Description of the task>
Reproduce all the entries, matching the original word for word.
- - -
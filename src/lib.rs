//! # mmheap
//!
//! An explicit free list heap allocator with boundary tags.
//!
//! The heap lives in a single contiguous region that only grows at its high
//! end, like memory obtained with `sbrk`. Blocks are laid out back to back
//! between two sentinels:
//!
//! ```text
//!  prologue   allocated      free                allocated  epilogue
//! +--------+-----------+----------------------+-----------+--------+
//! | hdr|ftr| hdr| data | hdr|flink|blink|..|ftr| hdr| data | hdr|   |
//! +--------+-----------+----------------------+-----------+--------+
//! ```
//!
//! - Every block starts with a header word holding its size, whether it is
//!   allocated and whether the block before it is allocated.
//! - Free blocks repeat the header in a footer and thread a circular doubly
//!   linked list through their payload.
//! - Allocation is first fit over that list. Oversized blocks are split;
//!   when nothing fits, the heap grows.
//! - Freed blocks are merged with free neighbours right away, so there are
//!   never two free blocks next to each other.
//!
//! ## Usage
//!
//! ```rust
//! use mmheap::{Heap, HeapConfig};
//!
//! let mut heap = Heap::new(HeapConfig::default())?;
//!
//! let payload = heap.allocate(16)?;
//! heap.payload_mut(payload)[..5].copy_from_slice(b"hello");
//!
//! let payload = heap.reallocate(Some(payload), 256)?.unwrap();
//! assert_eq!(&heap.payload(payload)[..5], b"hello");
//!
//! heap.free(Some(payload));
//! heap.check()?;
//! # Ok::<(), Box<dyn std::error::Error>>(())
//! ```
//!
//! Allocations are handed out as [`Payload`] handles, offsets into the heap,
//! rather than raw pointers. [`Heap::payload_ptr`] converts one into a
//! pointer when needed.
//!
//! The heap is single threaded. Share it between threads by wrapping it in a
//! lock.

mod allocate;
mod block;
mod check;
mod coalesce;
mod config;
mod deallocate;
mod error;
mod freelist;
mod heap;
mod kernel;
mod reallocate;
mod region;
pub mod utils;


pub use block::Payload;
pub use check::{BlockInfo, Blocks, HeapStats};
pub use config::{DEFAULT_CHUNK_SIZE, DEFAULT_MAX_HEAP_SIZE, HeapConfig};
pub use error::{CheckError, HeapError};
pub use heap::Heap;
pub use region::{HeapSource, MappedRegion};
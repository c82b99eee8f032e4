//! Walks a heap through a few allocations and prints its layout after
//! each step. Run with `RUST_LOG=trace` to see every decision the heap
//! makes.

use mmheap::{Heap, HeapConfig, Payload};

fn log_alloc(heap: &Heap, size: usize, payload: Payload) {
    println!("Requested {size} bytes of memory");
    println!(
        "Received payload at offset {} ({} usable bytes)",
        payload.offset(),
        heap.usable_size(payload)
    );
}

fn dump(heap: &Heap, step: &str) {
    println!("--- {step}");
    for block in heap.blocks() {
        let state = if block.allocated { "allocated" } else { "free" };
        println!("  {:>6}  {:>6} bytes  {state}", block.offset, block.size);
    }
    println!("  {:?}", heap.stats());
    println!(
        "  {} of {} bytes left to grow into",
        heap.source().remaining(),
        heap.config().max_heap_size()
    );
}

fn main() -> Result<(), Box<dyn std::error::Error>> {
    env_logger::init();

    let mut heap = Heap::new(HeapConfig::default().with_max_heap_size(1 << 16))?;

    let p1 = heap.allocate(8)?;
    log_alloc(&heap, 8, p1);
    let p2 = heap.allocate(16)?;
    log_alloc(&heap, 16, p2);
    let p3 = heap.allocate(200)?;
    log_alloc(&heap, 200, p3);
    dump(&heap, "three allocations");

    heap.payload_mut(p2)[..5].copy_from_slice(b"hello");
    let p2 = heap.reallocate(Some(p2), 512)?.unwrap();
    let greeting = std::str::from_utf8(&heap.payload(p2)[..5])?;
    println!("p2 moved to {} and still says {greeting:?}", p2.offset());
    dump(&heap, "after growing p2");

    heap.free(Some(p1));
    heap.free(Some(p3));
    heap.free(Some(p2));
    dump(&heap, "everything freed");

    heap.check()?;

    Ok(())
}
- - -
Answer to this problem>
filename src/lib.rs
//! # mmheap
//!
//! An explicit free list heap allocator with boundary tags.
//!
//! The heap lives in a single contiguous region that only grows at its high
//! end, like memory obtained with `sbrk`. Blocks are laid out back to back
//! between two sentinels:
//!
//! ```text
//!  prologue   allocated      free                allocated  epilogue
//! +--------+-----------+----------------------+-----------+--------+
//! | hdr|ftr| hdr| data | hdr|flink|blink|..|ftr| hdr| data | hdr|   |
//! +--------+-----------+----------------------+-----------+--------+
//! ```
//!
//! - Every block starts with a header word holding its size, whether it is
//!   allocated and whether the block before it is allocated.
//! - Free blocks repeat the header in a footer and thread a circular doubly
//!   linked list through their payload.
//! - Allocation is first fit over that list. Oversized blocks are split;
//!   when nothing fits, the heap grows.
//! - Freed blocks are merged with free neighbours right away, so there are
//!   never two free blocks next to each other.
//!
//! ## Usage
//!
//! ```rust
//! use mmheap::{Heap, HeapConfig};
//!
//! let mut heap = Heap::new(HeapConfig::default())?;
//!
//! let payload = heap.allocate(16)?;
//! heap.payload_mut(payload)[..5].copy_from_slice(b"hello");
//!
//! let payload = heap.reallocate(Some(payload), 256)?.unwrap();
//! assert_eq!(&heap.payload(payload)[..5], b"hello");
//!
//! heap.free(Some(payload));
//! heap.check()?;
//! # Ok::<(), Box<dyn std::error::Error>>(())
//! ```
//!
//! Allocations are handed out as [`Payload`] handles, offsets into the heap,
//! rather than raw pointers. [`Heap::payload_ptr`] converts one into a
//! pointer when needed.
//!
//! The heap is single threaded. Share it between threads by wrapping it in a
//! lock.

mod allocate;
mod block;
mod check;
mod coalesce;
mod config;
mod deallocate;
mod error;
mod freelist;
mod heap;
mod kernel;
mod reallocate;
mod region;
pub mod utils;


pub use block::Payload;
pub use check::{BlockInfo, Blocks, HeapStats};
pub use config::{DEFAULT_CHUNK_SIZE, DEFAULT_MAX_HEAP_SIZE, HeapConfig};
pub use error::{CheckError, HeapError};
pub use heap::Heap;
pub use region::{HeapSource, MappedRegion};
repository c82b99eee8f032e4
//! Walks a heap through a few allocations and prints its layout after
//! each step. Run with `RUST_LOG=trace` to see every decision the heap
//! makes.

use mmheap::{Heap, HeapConfig, Payload};

fn log_alloc(heap: &Heap, size: usize, payload: Payload) {
    println!("Requested {size} bytes of memory");
    println!(
        "Received payload at offset {} ({} usable bytes)",
        payload.offset(),
        heap.usable_size(payload)
    );
}

fn dump(heap: &Heap, step: &str) {
    println!("--- {step}");
    for block in heap.blocks() {
        let state = if block.allocated { "allocated" } else { "free" };
        println!("  {:>6}  {:>6} bytes  {state}", block.offset, block.size);
    }
    println!("  {:?}", heap.stats());
    println!(
        "  {} of {} bytes left to grow into",
        heap.source().remaining(),
        heap.config().max_heap_size()
    );
}

fn main() -> Result<(), Box<dyn std::error::Error>> {
    env_logger::init();

    let mut heap = Heap::new(HeapConfig::default().with_max_heap_size(1 << 16))?;

    let p1 = heap.allocate(8)?;
    log_alloc(&heap, 8, p1);
    let p2 = heap.allocate(16)?;
    log_alloc(&heap, 16, p2);
    let p3 = heap.allocate(200)?;
    log_alloc(&heap, 200, p3);
    dump(&heap, "three allocations");

    heap.payload_mut(p2)[..5].copy_from_slice(b"hello");
    let p2 = heap.reallocate(Some(p2), 512)?.unwrap();
    let greeting = std::str::from_utf8(&heap.payload(p2)[..5])?;
    println!("p2 moved to {} and still says {greeting:?}", p2.offset());
    dump(&heap, "after growing p2");

    heap.free(Some(p1));
    heap.free(Some(p3));
    heap.free(Some(p2));
    dump(&heap, "everything freed");

    heap.check()?;

    Ok(())
}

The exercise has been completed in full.